Health & Medical intensive care

Managing Iron Deficiency in End-Stage Renal Disease

Managing Iron Deficiency in End-Stage Renal Disease
How do you manage iron deficiency anemia in end-stage renal disease patients? Do you advocate oral therapy and, if so, for how long before switching over to IV iron?

R. Dwarakanathan, MD, DM

Iron deficiency anemia can develop relatively early in the course of chronic renal failure. The clinical practice guidelines for the treatment of anemia in chronic renal failure, established in the United States by the National Kidney Foundation-Dialysis Outcomes Quality Initiative and in Canada by the Canadian Society of Nephrology, recommend the use of intravenous (IV) iron therapy for iron supplementation in hemodialysis patients, most patients on peritoneal dialysis, and some predialysis patients once the patient's serum ferritin falls below 100 ng/mL or transferrin saturation below 20%. Furthermore, effective iron replacement and maintenance play a vital role in efficient use of recombinant erythropoietin.
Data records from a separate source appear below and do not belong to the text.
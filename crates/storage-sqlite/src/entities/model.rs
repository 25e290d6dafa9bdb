//! Database model for the organization profile.

use diesel::prelude::*;
use serde::{Deserialize, Serialize};

use fiscus_core::entities::OrgEntity;

use crate::utils::parse_datetime_utc;

#[derive(
    Queryable,
    Identifiable,
    Insertable,
    AsChangeset,
    Selectable,
    PartialEq,
    Serialize,
    Deserialize,
    Debug,
    Clone,
)]
#[diesel(table_name = crate::schema::org_entities)]
#[diesel(check_for_backend(diesel::sqlite::Sqlite))]
#[diesel(treat_none_as_null = true)]
#[serde(rename_all = "camelCase")]
pub struct OrgEntityDB {
    pub id: String,
    pub name: String,
    pub full_name: String,
    pub document_number: Option<String>,
    pub address: Option<String>,
    pub phone: Option<String>,
    pub email: Option<String>,
    pub website: Option<String>,
    pub logo_url: Option<String>,
    pub coat_of_arms_url: Option<String>,
    pub created_at: String,
}

impl From<OrgEntityDB> for OrgEntity {
    fn from(db: OrgEntityDB) -> Self {
        Self {
            id: db.id,
            name: db.name,
            full_name: db.full_name,
            document_number: db.document_number,
            address: db.address,
            phone: db.phone,
            email: db.email,
            website: db.website,
            logo_url: db.logo_url,
            coat_of_arms_url: db.coat_of_arms_url,
            created_at: parse_datetime_utc(&db.created_at, "created_at"),
        }
    }
}

impl From<OrgEntity> for OrgEntityDB {
    fn from(domain: OrgEntity) -> Self {
        Self {
            id: domain.id,
            name: domain.name,
            full_name: domain.full_name,
            document_number: domain.document_number,
            address: domain.address,
            phone: domain.phone,
            email: domain.email,
            website: domain.website,
            logo_url: domain.logo_url,
            coat_of_arms_url: domain.coat_of_arms_url,
            created_at: domain.created_at.to_rfc3339(),
        }
    }
}
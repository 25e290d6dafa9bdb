//! Database connection management: pool creation, pragmas, and migrations.

pub mod write_actor;

use std::fs;
use std::path::Path;
use std::sync::Arc;

use diesel::connection::SimpleConnection;
use diesel::r2d2::{ConnectionManager, Pool, PooledConnection};
use diesel::SqliteConnection;
use diesel_migrations::{embed_migrations, EmbeddedMigrations, MigrationHarness};

use crate::errors::StorageError;
use fiscus_core::errors::{DatabaseError, Error, Result};

pub use write_actor::{spawn_writer, WriteHandle};

pub type DbPool = Pool<ConnectionManager<SqliteConnection>>;
pub type DbConnection = PooledConnection<ConnectionManager<SqliteConnection>>;

pub const MIGRATIONS: EmbeddedMigrations = embed_migrations!();

/// Connection customizer applying the SQLite pragmas every connection needs.
#[derive(Debug)]
struct ConnectionOptions;

impl r2d2::CustomizeConnection<SqliteConnection, diesel::r2d2::Error> for ConnectionOptions {
    fn on_acquire(&self, conn: &mut SqliteConnection) -> std::result::Result<(), diesel::r2d2::Error> {
        conn.batch_execute(
            "PRAGMA journal_mode = WAL; PRAGMA busy_timeout = 5000; PRAGMA foreign_keys = ON;",
        )
        .map_err(diesel::r2d2::Error::QueryError)
    }
}

/// Resolve the database file path, creating parent directories as needed.
pub fn init(db_path: &str) -> Result<String> {
    let path = if db_path.trim().is_empty() {
        "fiscus.db".to_string()
    } else {
        db_path.to_string()
    };
    if let Some(parent) = Path::new(&path).parent() {
        if !parent.as_os_str().is_empty() && !parent.exists() {
            fs::create_dir_all(parent).map_err(|e| {
                Error::Database(DatabaseError::ConnectionFailed(format!(
                    "failed to create database directory: {e}"
                )))
            })?;
        }
    }
    Ok(path)
}

/// Build the r2d2 connection pool.
pub fn create_pool(db_path: &str) -> Result<Arc<DbPool>> {
    let manager = ConnectionManager::<SqliteConnection>::new(db_path);
    let pool = Pool::builder()
        .max_size(8)
        .connection_customizer(Box::new(ConnectionOptions))
        .build(manager)
        .map_err(|e| Error::Database(DatabaseError::PoolCreationFailed(e.to_string())))?;
    Ok(Arc::new(pool))
}

/// Fetch a connection from the pool.
pub fn get_connection(pool: &Arc<DbPool>) -> Result<DbConnection> {
    pool.get()
        .map_err(|e| Error::Database(DatabaseError::ConnectionFailed(e.to_string())))
}

/// Run any pending embedded migrations.
pub fn run_migrations(pool: &Arc<DbPool>) -> Result<()> {
    let mut conn = get_connection(pool)?;
    conn.run_pending_migrations(MIGRATIONS)
        .map_err(|e| StorageError::MigrationFailed(e.to_string()))?;
    Ok(())
}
For hemodialysis patients, IV iron has proven convenient, and such patients may require supplementation with parenteral iron in excess of 1000 mg to achieve optimal response in hemoglobin/hematocrit (Hgb/Hct) levels. With regard to oral iron, patient compliance has been hindered by patient discomfort when taking such medication. However, patients on peritoneal dialysis and those with chronic kidney disease remain good candidates for oral iron because of convenience. Some authors doubt the effectiveness of oral iron replacement, as absorption may be reduced in the uremic state especially in those patients taking concomitant phosphate binders. The proof is in the pudding, however, and therefore response to iron therapy should be monitored regularly. If the ferritin and transferrin saturation does not improve to the recommended level, then supplemental intravenous iron should be used.